SUPPLIED DATA: Begin

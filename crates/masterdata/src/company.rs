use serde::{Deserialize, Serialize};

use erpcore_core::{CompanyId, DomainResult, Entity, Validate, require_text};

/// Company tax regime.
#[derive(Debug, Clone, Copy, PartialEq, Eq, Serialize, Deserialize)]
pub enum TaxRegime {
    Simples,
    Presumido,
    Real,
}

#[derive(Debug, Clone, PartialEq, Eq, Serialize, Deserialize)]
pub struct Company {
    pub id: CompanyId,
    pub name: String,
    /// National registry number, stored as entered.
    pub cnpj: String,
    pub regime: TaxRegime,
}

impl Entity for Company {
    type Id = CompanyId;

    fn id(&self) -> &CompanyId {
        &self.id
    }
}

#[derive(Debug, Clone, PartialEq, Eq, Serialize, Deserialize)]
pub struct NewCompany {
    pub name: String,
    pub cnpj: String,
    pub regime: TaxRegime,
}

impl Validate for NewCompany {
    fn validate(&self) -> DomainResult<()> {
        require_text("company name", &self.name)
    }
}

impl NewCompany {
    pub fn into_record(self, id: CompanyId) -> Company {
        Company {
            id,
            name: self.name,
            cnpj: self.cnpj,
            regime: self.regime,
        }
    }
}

SUPPLIED DATA: End
SUPPLIED DATA: Begin

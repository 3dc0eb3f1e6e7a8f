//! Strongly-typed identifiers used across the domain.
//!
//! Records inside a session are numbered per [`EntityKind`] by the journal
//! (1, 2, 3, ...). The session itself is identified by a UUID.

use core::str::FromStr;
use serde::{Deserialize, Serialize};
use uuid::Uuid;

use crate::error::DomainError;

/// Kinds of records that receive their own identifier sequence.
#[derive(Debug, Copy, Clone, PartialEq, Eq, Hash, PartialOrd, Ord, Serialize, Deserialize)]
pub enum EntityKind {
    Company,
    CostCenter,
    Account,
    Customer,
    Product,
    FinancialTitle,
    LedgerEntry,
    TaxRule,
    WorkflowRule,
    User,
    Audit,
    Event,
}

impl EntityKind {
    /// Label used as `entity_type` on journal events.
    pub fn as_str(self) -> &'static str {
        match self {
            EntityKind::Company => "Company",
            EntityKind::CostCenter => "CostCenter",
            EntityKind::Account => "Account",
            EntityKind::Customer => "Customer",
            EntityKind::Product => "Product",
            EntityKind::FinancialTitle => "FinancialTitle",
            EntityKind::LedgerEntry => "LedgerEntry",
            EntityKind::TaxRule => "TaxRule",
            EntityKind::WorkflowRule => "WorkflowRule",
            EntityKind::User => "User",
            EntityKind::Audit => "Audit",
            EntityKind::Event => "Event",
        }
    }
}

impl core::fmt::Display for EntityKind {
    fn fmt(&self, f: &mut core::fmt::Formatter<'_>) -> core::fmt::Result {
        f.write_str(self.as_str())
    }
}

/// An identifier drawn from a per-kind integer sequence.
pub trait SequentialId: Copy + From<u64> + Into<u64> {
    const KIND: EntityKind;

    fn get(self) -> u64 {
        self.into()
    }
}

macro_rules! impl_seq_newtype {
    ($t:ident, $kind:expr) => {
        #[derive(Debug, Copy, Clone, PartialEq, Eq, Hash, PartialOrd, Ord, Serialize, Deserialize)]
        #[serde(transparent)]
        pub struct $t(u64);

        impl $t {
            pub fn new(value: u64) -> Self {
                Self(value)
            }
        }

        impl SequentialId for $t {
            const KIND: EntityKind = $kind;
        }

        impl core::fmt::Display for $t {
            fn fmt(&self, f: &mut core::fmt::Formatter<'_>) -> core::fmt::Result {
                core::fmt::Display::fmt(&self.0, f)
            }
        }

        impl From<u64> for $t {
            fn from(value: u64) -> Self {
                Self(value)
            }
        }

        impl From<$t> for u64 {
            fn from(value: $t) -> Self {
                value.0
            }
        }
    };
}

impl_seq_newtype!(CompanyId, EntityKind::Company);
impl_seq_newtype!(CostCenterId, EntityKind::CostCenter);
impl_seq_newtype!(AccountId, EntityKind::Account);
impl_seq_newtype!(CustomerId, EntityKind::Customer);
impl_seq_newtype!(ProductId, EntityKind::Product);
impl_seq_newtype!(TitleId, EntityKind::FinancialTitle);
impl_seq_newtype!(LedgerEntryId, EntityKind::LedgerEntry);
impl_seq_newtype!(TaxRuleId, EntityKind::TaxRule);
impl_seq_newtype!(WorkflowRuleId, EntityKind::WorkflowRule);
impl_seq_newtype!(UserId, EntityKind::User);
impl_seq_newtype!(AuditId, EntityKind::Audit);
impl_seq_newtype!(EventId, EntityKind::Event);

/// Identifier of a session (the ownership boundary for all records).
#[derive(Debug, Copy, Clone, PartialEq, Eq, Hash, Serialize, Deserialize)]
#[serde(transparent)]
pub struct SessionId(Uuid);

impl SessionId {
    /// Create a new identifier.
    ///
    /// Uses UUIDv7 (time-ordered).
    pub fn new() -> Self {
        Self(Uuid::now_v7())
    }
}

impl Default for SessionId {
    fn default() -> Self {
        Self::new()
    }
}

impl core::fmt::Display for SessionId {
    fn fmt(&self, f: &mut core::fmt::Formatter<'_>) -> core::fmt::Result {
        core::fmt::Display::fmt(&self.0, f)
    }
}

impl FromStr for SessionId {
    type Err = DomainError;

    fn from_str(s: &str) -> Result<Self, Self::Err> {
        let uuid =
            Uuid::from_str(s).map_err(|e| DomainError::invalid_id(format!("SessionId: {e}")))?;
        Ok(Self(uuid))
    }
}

SUPPLIED DATA: End
SUPPLIED DATA: Begin

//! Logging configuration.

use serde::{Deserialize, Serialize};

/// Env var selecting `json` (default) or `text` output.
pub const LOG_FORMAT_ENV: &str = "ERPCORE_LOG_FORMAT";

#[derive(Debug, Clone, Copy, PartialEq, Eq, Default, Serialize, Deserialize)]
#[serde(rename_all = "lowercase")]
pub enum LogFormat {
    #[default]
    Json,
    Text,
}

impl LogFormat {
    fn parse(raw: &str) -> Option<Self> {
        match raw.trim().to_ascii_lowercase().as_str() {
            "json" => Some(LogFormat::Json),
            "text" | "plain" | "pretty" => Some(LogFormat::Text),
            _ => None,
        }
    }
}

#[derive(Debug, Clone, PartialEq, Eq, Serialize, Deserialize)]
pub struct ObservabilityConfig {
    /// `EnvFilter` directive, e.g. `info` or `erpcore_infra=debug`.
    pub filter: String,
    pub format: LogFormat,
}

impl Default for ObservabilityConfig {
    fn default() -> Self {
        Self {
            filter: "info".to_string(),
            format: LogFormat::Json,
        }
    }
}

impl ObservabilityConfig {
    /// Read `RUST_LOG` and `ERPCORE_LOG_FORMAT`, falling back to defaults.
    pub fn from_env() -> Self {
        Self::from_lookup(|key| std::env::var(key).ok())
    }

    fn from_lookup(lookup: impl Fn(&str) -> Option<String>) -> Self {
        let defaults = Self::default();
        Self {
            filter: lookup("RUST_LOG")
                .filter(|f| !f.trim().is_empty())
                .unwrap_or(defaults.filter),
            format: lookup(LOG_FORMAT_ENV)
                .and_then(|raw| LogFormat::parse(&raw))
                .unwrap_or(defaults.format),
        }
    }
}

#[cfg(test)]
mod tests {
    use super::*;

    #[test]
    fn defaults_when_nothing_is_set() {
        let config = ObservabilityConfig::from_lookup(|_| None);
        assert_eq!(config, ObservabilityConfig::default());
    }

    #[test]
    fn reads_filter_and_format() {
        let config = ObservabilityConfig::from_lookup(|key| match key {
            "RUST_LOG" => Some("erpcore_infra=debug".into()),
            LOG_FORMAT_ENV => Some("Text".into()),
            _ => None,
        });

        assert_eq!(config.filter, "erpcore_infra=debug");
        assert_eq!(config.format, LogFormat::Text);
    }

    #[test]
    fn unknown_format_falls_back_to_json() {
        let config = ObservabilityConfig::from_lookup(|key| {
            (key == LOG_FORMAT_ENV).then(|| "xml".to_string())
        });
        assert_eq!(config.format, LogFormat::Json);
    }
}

SUPPLIED DATA: End

WORK ITEM -> Report the lines above that contain "transparent".

WORKED SOLUTION ->
        #[serde(transparent)]
#[serde(transparent)]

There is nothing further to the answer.